━━ GIVEN RECORDS

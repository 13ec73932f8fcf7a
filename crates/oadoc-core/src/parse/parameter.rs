use indexmap::IndexMap;
use serde::{Deserialize, Serialize};

use super::lenient;

/// An API parameter. The location is kept as a plain string so that
/// Swagger 2 `body`/`formData` parameters pass through unchanged.
#[derive(Debug, Clone, PartialEq, Default, Serialize, Deserialize)]
pub struct Parameter {
    #[serde(default, deserialize_with = "lenient::string", skip_serializing_if = "Option::is_none")]
    pub name: Option<String>,

    #[serde(
        rename = "in",
        default,
        deserialize_with = "lenient::string",
        skip_serializing_if = "Option::is_none"
    )]
    pub location: Option<String>,

    #[serde(default, deserialize_with = "lenient::string", skip_serializing_if = "Option::is_none")]
    pub description: Option<String>,

    #[serde(default, deserialize_with = "lenient::flag")]
    pub required: bool,

    #[serde(skip_serializing_if = "Option::is_none")]
    pub schema: Option<serde_json::Value>,

    /// Swagger 2 inline type, used when there is no `schema`.
    #[serde(rename = "type", skip_serializing_if = "Option::is_none")]
    pub param_type: Option<serde_json::Value>,

    #[serde(skip_serializing_if = "Option::is_none")]
    pub example: Option<serde_json::Value>,

    #[serde(
        default,
        deserialize_with = "lenient::optional",
        skip_serializing_if = "Option::is_none"
    )]
    pub examples: Option<IndexMap<String, serde_json::Value>>,
}
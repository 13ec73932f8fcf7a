use indexmap::IndexMap;
use serde_json::Value;

use super::non_empty;
use crate::ir::{ItemKind, ParamItem, ParameterBlock, ParameterGroup};
use crate::parse::parameter::Parameter;

/// Location assumed for parameters that don't declare `in`.
const DEFAULT_LOCATION: &str = "query";

/// Group parameters by location. Groups appear in the order their location is
/// first seen, and items keep their declaration order within a group.
pub fn group_parameters(parameters: &[Parameter]) -> ParameterBlock {
    let mut groups: IndexMap<String, Vec<ParamItem>> = IndexMap::new();

    for param in parameters {
        let item = param_item(param);
        groups.entry(item.location.clone()).or_default().push(item);
    }

    ParameterBlock {
        groups: groups
            .into_iter()
            .map(|(location, items)| ParameterGroup {
                title: group_title(&location),
                location,
                items,
            })
            .collect(),
    }
}

fn param_item(param: &Parameter) -> ParamItem {
    ParamItem {
        kind: ItemKind::Param,
        name: param.name.clone().unwrap_or_default(),
        location: non_empty(param.location.as_deref())
            .unwrap_or(DEFAULT_LOCATION)
            .to_string(),
        required: param.required,
        description: param.description.clone().unwrap_or_default(),
        param_type: param
            .schema
            .clone()
            .or_else(|| param.param_type.clone())
            .unwrap_or_else(empty_object),
        examples: normalize_examples(param.example.as_ref(), param.examples.as_ref()),
    }
}

/// A plural `examples` map wins (its values, in key order), then a singular
/// `example`, then nothing.
pub(crate) fn normalize_examples(
    example: Option<&Value>,
    examples: Option<&IndexMap<String, Value>>,
) -> Vec<Value> {
    match (examples, example) {
        (Some(map), _) => map.values().cloned().collect(),
        (None, Some(single)) => vec![single.clone()],
        (None, None) => Vec::new(),
    }
}

/// `"query"` → `"Query"`.
fn group_title(location: &str) -> String {
    let mut chars = location.chars();
    match chars.next() {
        Some(first) => first.to_uppercase().chain(chars).collect(),
        None => String::new(),
    }
}

pub(crate) fn empty_object() -> Value {
    Value::Object(serde_json::Map::new())
}

#[cfg(test)]
mod tests {
    use super::*;
    use serde_json::json;

    fn params(value: Value) -> Vec<Parameter> {
        serde_json::from_value(value).unwrap()
    }

    #[test]
    fn test_first_seen_group_order() {
        let block = group_parameters(&params(json!([
            { "name": "limit", "in": "query" },
            { "name": "petId", "in": "path" },
            { "name": "offset", "in": "query" },
            { "name": "X-Trace", "in": "header" }
        ])));

        let order: Vec<&str> = block.groups.iter().map(|g| g.location.as_str()).collect();
        assert_eq!(order, vec!["query", "path", "header"]);

        let query: Vec<&str> = block.groups[0].items.iter().map(|i| i.name.as_str()).collect();
        assert_eq!(query, vec!["limit", "offset"]);
        assert_eq!(block.groups[0].title, "Query");
        assert_eq!(block.groups[2].title, "Header");
    }

    #[test]
    fn test_item_defaults() {
        let block = group_parameters(&params(json!([{}])));
        let item = &block.groups[0].items[0];
        assert_eq!(block.groups[0].location, "query");
        assert_eq!(item.name, "");
        assert!(!item.required);
        assert_eq!(item.description, "");
        assert_eq!(item.param_type, json!({}));
        assert!(item.examples.is_empty());
    }

    #[test]
    fn test_empty_location_falls_back_to_query() {
        let block = group_parameters(&params(json!([
            { "name": "a", "in": "" },
            { "name": "b", "in": "query" }
        ])));
        assert_eq!(block.groups.len(), 1);
        assert_eq!(block.groups[0].location, "query");
        assert_eq!(block.groups[0].title, "Query");
        assert_eq!(block.groups[0].items[0].location, "query");
    }

    #[test]
    fn test_type_precedence() {
        let block = group_parameters(&params(json!([
            { "name": "a", "schema": { "type": "integer" }, "type": "string" },
            { "name": "b", "type": "string" }
        ])));
        let items = &block.groups[0].items;
        assert_eq!(items[0].param_type, json!({ "type": "integer" }));
        assert_eq!(items[1].param_type, json!("string"));
    }

    #[test]
    fn test_example_normalization() {
        let block = group_parameters(&params(json!([
            { "name": "single", "example": "x" },
            { "name": "plural", "examples": { "b": { "value": 2 }, "a": { "value": 1 } } },
            { "name": "none" }
        ])));
        let items = &block.groups[0].items;
        assert_eq!(items[0].examples, vec![json!("x")]);
        assert_eq!(items[1].examples, vec![json!({ "value": 2 }), json!({ "value": 1 })]);
        assert!(items[2].examples.is_empty());
    }

    #[test]
    fn test_group_title() {
        assert_eq!(group_title("query"), "Query");
        assert_eq!(group_title("x-custom"), "X-custom");
        assert_eq!(group_title(""), "");
    }
}
pub mod error;
pub mod helpers;
pub mod renderer;

pub use error::RenderError;
pub use renderer::TemplateRenderer;
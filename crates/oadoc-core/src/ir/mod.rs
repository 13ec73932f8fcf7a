pub mod blocks;
pub mod page;

pub use blocks::*;
pub use page::{Page, PageContainer, PageKind, slugify};
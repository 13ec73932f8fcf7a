use indexmap::IndexMap;
use log::warn;
use serde::Deserializer;
use serde_json::Value;
use serde::{Deserialize, Serialize};

use super::content::{RequestBody, Response};
use super::lenient;
use super::parameter::Parameter;
use super::reference::MaybeRef;
use super::security::SecurityRequirement;

/// An API operation.
#[derive(Debug, Clone, PartialEq, Default, Serialize, Deserialize)]
pub struct Operation {
    #[serde(
        rename = "operationId",
        default,
        deserialize_with = "lenient::string",
        skip_serializing_if = "Option::is_none"
    )]
    pub operation_id: Option<String>,

    #[serde(default, deserialize_with = "lenient::string", skip_serializing_if = "Option::is_none")]
    pub summary: Option<String>,

    #[serde(default, deserialize_with = "lenient::string", skip_serializing_if = "Option::is_none")]
    pub description: Option<String>,

    #[serde(default, deserialize_with = "lenient::strings", skip_serializing_if = "Vec::is_empty")]
    pub tags: Vec<String>,

    #[serde(default, deserialize_with = "lenient::list", skip_serializing_if = "Vec::is_empty")]
    pub parameters: Vec<MaybeRef<Parameter>>,

    #[serde(
        rename = "requestBody",
        default,
        deserialize_with = "lenient::optional",
        skip_serializing_if = "Option::is_none"
    )]
    pub request_body: Option<MaybeRef<RequestBody>>,

    #[serde(default, deserialize_with = "lenient::map", skip_serializing_if = "IndexMap::is_empty")]
    pub responses: IndexMap<String, MaybeRef<Response>>,

    #[serde(
        default,
        deserialize_with = "lenient::optional",
        skip_serializing_if = "Option::is_none"
    )]
    pub security: Option<Vec<SecurityRequirement>>,
}

/// A standalone operation object that also names its own method and path.
#[derive(Debug, Clone, PartialEq, Default, Serialize, Deserialize)]
pub struct BareOperation {
    #[serde(default, deserialize_with = "lenient::string", skip_serializing_if = "Option::is_none")]
    pub method: Option<String>,

    #[serde(default, deserialize_with = "lenient::string", skip_serializing_if = "Option::is_none")]
    pub path: Option<String>,

    #[serde(flatten)]
    pub operation: Operation,
}

/// One entry of a path item: an operation object, or any other field
/// (`summary`, `servers`, `$ref`, extensions).
#[derive(Debug, Clone, PartialEq, Serialize)]
#[serde(untagged)]
pub enum PathEntry {
    Operation(Box<Operation>),
    Other(Value),
}

/// Any object reads as an operation, so one malformed field never drops an
/// operation from its tag section.
impl<'de> Deserialize<'de> for PathEntry {
    fn deserialize<D>(deserializer: D) -> Result<Self, D::Error>
    where
        D: Deserializer<'de>,
    {
        let value = Value::deserialize(deserializer)?;
        if !value.is_object() {
            return Ok(PathEntry::Other(value));
        }
        match serde_json::from_value::<Operation>(value.clone()) {
            Ok(operation) => Ok(PathEntry::Operation(Box::new(operation))),
            Err(err) => {
                warn!("path entry is not a readable operation: {err}");
                Ok(PathEntry::Other(value))
            }
        }
    }
}

/// A path item. Entries keep their declaration order, so operations are
/// visited in the order the document lists the methods.
#[derive(Debug, Clone, PartialEq, Default, Serialize, Deserialize)]
pub struct PathItem {
    #[serde(default, deserialize_with = "lenient::list", skip_serializing_if = "Vec::is_empty")]
    pub parameters: Vec<MaybeRef<Parameter>>,

    #[serde(flatten)]
    pub entries: IndexMap<String, PathEntry>,
}

impl PathItem {
    /// Operations of this path item in declaration order, keyed by method.
    pub fn operations(&self) -> impl Iterator<Item = (&str, &Operation)> {
        self.entries
            .iter()
            .filter_map(|(method, entry)| match entry {
                PathEntry::Operation(op) => Some((method.as_str(), op.as_ref())),
                PathEntry::Other(_) => None,
            })
    }
}
pub mod document;
pub mod operation;
pub mod parameters;
pub mod section;

use log::warn;
use serde::Deserialize;
use serde_json::Value;

use crate::config::RefPolicy;
use crate::error::{ResolveError, TransformError};
use crate::ir::PageContainer;
use crate::parse::{self, Input};
use crate::parse::document::ApiDocument;
use crate::parse::ref_resolve::RefResolver;

pub use document::{build_operation_page, build_overview_page};
pub use operation::{OperationRef, build_operation_section};
pub use parameters::group_parameters;
pub use section::{Depth, section};

/// Options controlling how lenient the transform is and which optional
/// OpenAPI inheritance rules it applies.
#[derive(Debug, Clone, Default, PartialEq, Eq, Deserialize)]
#[serde(default)]
pub struct TransformOptions {
    pub unresolved_refs: RefPolicy,
    /// Prepend a path item's own `parameters` to each of its operations.
    pub path_parameters: bool,
    /// Fall back to document-level `security` for operations without their own.
    pub inherit_security: bool,
}

/// Transform a parsed input into its page IR.
pub fn transform(input: &Input) -> Result<PageContainer, TransformError> {
    transform_with_options(input, &TransformOptions::default())
}

/// Transform with explicit options.
pub fn transform_with_options(
    input: &Input,
    options: &TransformOptions,
) -> Result<PageContainer, TransformError> {
    match input {
        Input::Document(document) => build_overview_page(document, options),
        Input::Operation(operation) => build_operation_page(operation, options),
    }
}

/// Classify a raw JSON value and transform it in one step.
pub fn transform_value(
    value: Value,
    options: &TransformOptions,
) -> Result<PageContainer, TransformError> {
    let input = parse::from_value(value)?;
    transform_with_options(&input, options)
}

/// Shared state for one transform run.
#[derive(Debug, Clone, Copy)]
pub struct Context<'a> {
    pub document: Option<&'a ApiDocument>,
    pub resolver: RefResolver<'a>,
    pub options: &'a TransformOptions,
}

impl<'a> Context<'a> {
    pub fn for_document(document: &'a ApiDocument, options: &'a TransformOptions) -> Self {
        Self {
            document: Some(document),
            resolver: RefResolver::new(document.components.as_ref()),
            options,
        }
    }

    /// Context for an input with no surrounding document; every `$ref` is unresolvable.
    pub fn detached(options: &'a TransformOptions) -> Self {
        Self {
            document: None,
            resolver: RefResolver::new(None),
            options,
        }
    }

    /// Apply the unresolved-reference policy: `Ok(None)` means "degrade".
    pub fn lenient<T>(&self, result: Result<T, ResolveError>) -> Result<Option<T>, TransformError> {
        match result {
            Ok(target) => Ok(Some(target)),
            Err(err) => match self.options.unresolved_refs {
                RefPolicy::Ignore => Ok(None),
                RefPolicy::Warn => {
                    warn!("{err}, continuing without it");
                    Ok(None)
                }
                RefPolicy::Error => Err(err.into()),
            },
        }
    }
}

/// A string field that is present and non-empty.
pub(crate) fn non_empty(value: Option<&str>) -> Option<&str> {
    value.filter(|s| !s.is_empty())
}
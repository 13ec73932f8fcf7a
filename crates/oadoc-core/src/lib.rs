pub mod config;
pub mod error;
pub mod ir;
pub mod parse;
pub mod transform;

pub use ir::PageContainer;
pub use parse::Input;
pub use transform::{TransformOptions, transform, transform_value, transform_with_options};

/// Trait for renderers that turn a page IR into documentation text.
pub trait PageRenderer {
    type Error: std::error::Error;
    fn render(&self, page: &PageContainer) -> Result<String, Self::Error>;
}
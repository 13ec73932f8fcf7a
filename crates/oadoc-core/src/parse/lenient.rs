//! Field readers for the input model. A field that holds the wrong kind of
//! JSON value reads as absent instead of failing the whole document; list and
//! map entries that cannot be read are dropped one by one.

use indexmap::IndexMap;
use log::warn;
use serde::de::DeserializeOwned;
use serde::{Deserialize, Deserializer};
use serde_json::Value;

/// Strings pass through, numbers and booleans are rendered as text; anything
/// else (including `null`) is absent.
pub fn string<'de, D>(deserializer: D) -> Result<Option<String>, D::Error>
where
    D: Deserializer<'de>,
{
    Ok(scalar_text(Value::deserialize(deserializer)?))
}

/// Like [`string`], defaulting to the empty string.
pub fn text<'de, D>(deserializer: D) -> Result<String, D::Error>
where
    D: Deserializer<'de>,
{
    Ok(string(deserializer)?.unwrap_or_default())
}

/// Only a literal `true` counts.
pub fn flag<'de, D>(deserializer: D) -> Result<bool, D::Error>
where
    D: Deserializer<'de>,
{
    Ok(matches!(Value::deserialize(deserializer)?, Value::Bool(true)))
}

/// A boolean, or absent when the value is anything else.
pub fn optional_flag<'de, D>(deserializer: D) -> Result<Option<bool>, D::Error>
where
    D: Deserializer<'de>,
{
    match Value::deserialize(deserializer)? {
        Value::Bool(b) => Ok(Some(b)),
        _ => Ok(None),
    }
}

/// Scalar items of an array, as text. A non-array reads as empty.
pub fn strings<'de, D>(deserializer: D) -> Result<Vec<String>, D::Error>
where
    D: Deserializer<'de>,
{
    match Value::deserialize(deserializer)? {
        Value::Array(items) => Ok(items.into_iter().filter_map(scalar_text).collect()),
        _ => Ok(Vec::new()),
    }
}

/// Array items that read as `T`; the rest are dropped with a warning.
pub fn list<'de, D, T>(deserializer: D) -> Result<Vec<T>, D::Error>
where
    D: Deserializer<'de>,
    T: DeserializeOwned,
{
    match Value::deserialize(deserializer)? {
        Value::Array(items) => Ok(items
            .into_iter()
            .enumerate()
            .filter_map(|(index, item)| read(item, || format!("item {index}")))
            .collect()),
        Value::Null => Ok(Vec::new()),
        other => {
            warn!("expected an array, found {other}; ignoring it");
            Ok(Vec::new())
        }
    }
}

/// Object entries that read as `T`, in declaration order; the rest are
/// dropped with a warning.
pub fn map<'de, D, T>(deserializer: D) -> Result<IndexMap<String, T>, D::Error>
where
    D: Deserializer<'de>,
    T: DeserializeOwned,
{
    match Value::deserialize(deserializer)? {
        Value::Object(entries) => Ok(entries
            .into_iter()
            .filter_map(|(key, entry)| {
                let parsed = read(entry, || format!("entry `{key}`"))?;
                Some((key, parsed))
            })
            .collect()),
        Value::Null => Ok(IndexMap::new()),
        other => {
            warn!("expected an object, found {other}; ignoring it");
            Ok(IndexMap::new())
        }
    }
}

/// A `T`, or absent when the value is `null` or does not read as one.
pub fn optional<'de, D, T>(deserializer: D) -> Result<Option<T>, D::Error>
where
    D: Deserializer<'de>,
    T: DeserializeOwned,
{
    match Value::deserialize(deserializer)? {
        Value::Null => Ok(None),
        value => Ok(read(value, || "value".to_string())),
    }
}

/// A `T`, or its default when the value does not read as one.
pub fn or_default<'de, D, T>(deserializer: D) -> Result<T, D::Error>
where
    D: Deserializer<'de>,
    T: DeserializeOwned + Default,
{
    Ok(optional(deserializer)?.unwrap_or_default())
}

fn read<T: DeserializeOwned>(value: Value, what: impl FnOnce() -> String) -> Option<T> {
    match serde_json::from_value(value) {
        Ok(parsed) => Some(parsed),
        Err(err) => {
            warn!("skipping unreadable {}: {err}", what());
            None
        }
    }
}

/// Numbers print the way JavaScript prints them, so a YAML `1.0` reads as `"1"`.
fn scalar_text(value: Value) -> Option<String> {
    match value {
        Value::String(s) => Some(s),
        Value::Bool(b) => Some(b.to_string()),
        Value::Number(n) => Some(match (n.as_i64(), n.as_u64(), n.as_f64()) {
            (Some(i), _, _) => i.to_string(),
            (None, Some(u), _) => u.to_string(),
            (None, None, Some(f)) => f.to_string(),
            (None, None, None) => n.to_string(),
        }),
        Value::Null | Value::Array(_) | Value::Object(_) => None,
    }
}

━━━━

• WHAT THE EXERCISE ASKS:
Every line with "true" in it should be copied from the entries above.

• OUTPUT OF THE TASK:
/// Only a literal `true` counts.
    Ok(matches!(Value::deserialize(deserializer)?, Value::Bool(true)))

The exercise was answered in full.